Saved data entries
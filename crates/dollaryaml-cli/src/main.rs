use std::process::ExitCode;

fn main() -> ExitCode {
    dollaryaml_cli::run()
}
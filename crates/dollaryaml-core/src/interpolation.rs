//! Environment interpolation
//!
//! A string scalar is an interpolation token when the whole scalar has the form:
//! - `${NAME}` - value of the environment variable, or empty
//! - `${NAME:default}` - value of the environment variable, or `default`
//!
//! The token must start at offset 0 and its first `}` must be the last
//! character. `prefix-${NAME}` and `${A}-${B}` are plain strings.
//! A variable that is set but empty counts as unset.

use std::collections::HashMap;

use crate::value::Value;

/// Source of environment variables
pub trait Environment: Send + Sync {
    /// Look up a variable. `None` when the variable is not set.
    fn lookup(&self, name: &str) -> Option<String>;
}

/// The real process environment.
///
/// Values that are not valid UTF-8 are decoded lossily, so a set variable
/// never silently falls back to a token's default.
#[derive(Debug, Clone, Copy, Default)]
pub struct ProcessEnv;

impl Environment for ProcessEnv {
    fn lookup(&self, name: &str) -> Option<String> {
        std::env::var_os(name).map(|value| value.to_string_lossy().into_owned())
    }
}

/// A fixed set of variables, independent of the process environment
#[derive(Debug, Clone, Default)]
pub struct MapEnv {
    vars: HashMap<String, String>,
}

impl MapEnv {
    /// Create an empty environment
    pub fn new() -> Self {
        Self::default()
    }

    /// Add a variable
    pub fn with(mut self, name: impl Into<String>, value: impl Into<String>) -> Self {
        self.vars.insert(name.into(), value.into());
        self
    }
}

impl<K: Into<String>, V: Into<String>> FromIterator<(K, V)> for MapEnv {
    fn from_iter<I: IntoIterator<Item = (K, V)>>(iter: I) -> Self {
        Self {
            vars: iter
                .into_iter()
                .map(|(k, v)| (k.into(), v.into()))
                .collect(),
        }
    }
}

impl Environment for MapEnv {
    fn lookup(&self, name: &str) -> Option<String> {
        self.vars.get(name).cloned()
    }
}

/// A parsed `${NAME}` or `${NAME:default}` token
#[derive(Debug, Clone, Copy, PartialEq, Eq)]
pub struct Token<'a> {
    /// Environment variable name
    pub name: &'a str,
    /// Text after the first `:`, if there was one
    pub default: Option<&'a str>,
}

impl Token<'_> {
    /// Resolve against `env`: the variable if set and non-empty, else the default
    pub fn resolve(&self, env: &dyn Environment) -> String {
        match env.lookup(self.name) {
            Some(value) if !value.is_empty() => {
                log::trace!("Resolved ${{{}}} from the environment", self.name);
                value
            }
            _ => {
                log::trace!("${{{}}} is unset, using default", self.name);
                self.default.unwrap_or_default().to_string()
            }
        }
    }
}

/// Parse `s` as a full-span interpolation token
pub fn parse_token(s: &str) -> Option<Token<'_>> {
    let inner = s.strip_prefix("${")?;
    // The first closing brace must be the final character
    let close = inner.find('}')?;
    if close != inner.len() - 1 {
        return None;
    }
    let inner = &inner[..close];

    Some(match inner.split_once(':') {
        Some((name, default)) => Token {
            name,
            default: Some(default),
        },
        None => Token {
            name: inner,
            default: None,
        },
    })
}

/// Check whether a string is an interpolation token
pub fn is_token(s: &str) -> bool {
    parse_token(s).is_some()
}

/// Resolve a string: tokens are substituted, anything else is returned unchanged
pub fn resolve_str(s: &str, env: &dyn Environment) -> String {
    match parse_token(s) {
        Some(token) => token.resolve(env),
        None => s.to_string(),
    }
}

/// Resolve a scalar to its string form.
///
/// Strings go through [`resolve_str`], other scalars are rendered canonically.
/// Returns `None` for mappings and sequences.
pub fn resolve_scalar(value: &Value, env: &dyn Environment) -> Option<String> {
    match value {
        Value::String(s) => Some(resolve_str(s, env)),
        other => other.to_scalar_string(),
    }
}

/// Infer a typed value from resolved text.
///
/// Priority: integer, float (whole floats narrow to integer), boolean
/// (case-insensitive), string. Integers above `i64::MAX` stay exact.
pub fn infer_scalar(s: &str) -> Value {
    if let Ok(i) = s.parse::<i64>() {
        return Value::Integer(i);
    }
    if let Ok(u) = s.parse::<u64>() {
        return Value::Unsigned(u);
    }
    if let Ok(f) = s.parse::<f64>() {
        if f.is_finite() {
            return normalize_float(f);
        }
    }
    if s.eq_ignore_ascii_case("true") {
        return Value::Bool(true);
    }
    if s.eq_ignore_ascii_case("false") {
        return Value::Bool(false);
    }
    Value::String(s.to_string())
}

/// Narrow a whole float to an integer when it fits in `i64`
pub fn normalize_float(f: f64) -> Value {
    // 2^63 is exactly representable; anything at or above it overflows i64
    const I64_BOUND: f64 = 9_223_372_036_854_775_808.0;
    if f.is_finite() && f.fract() == 0.0 && (-I64_BOUND..I64_BOUND).contains(&f) {
        Value::Integer(f as i64)
    } else {
        Value::Float(f)
    }
}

TASK DETAILS: Nothing but the lines from the one containing "const I64_BOUND: f64" to the end of the entries belongs in the answer, and each must match exactly.

OUTPUT FOR THIS EXERCISE:
    const I64_BOUND: f64 = 9_223_372_036_854_775_808.0;
    if f.is_finite() && f.fract() == 0.0 && (-I64_BOUND..I64_BOUND).contains(&f) {
        Value::Integer(f as i64)
    } else {
        Value::Float(f)
    }
}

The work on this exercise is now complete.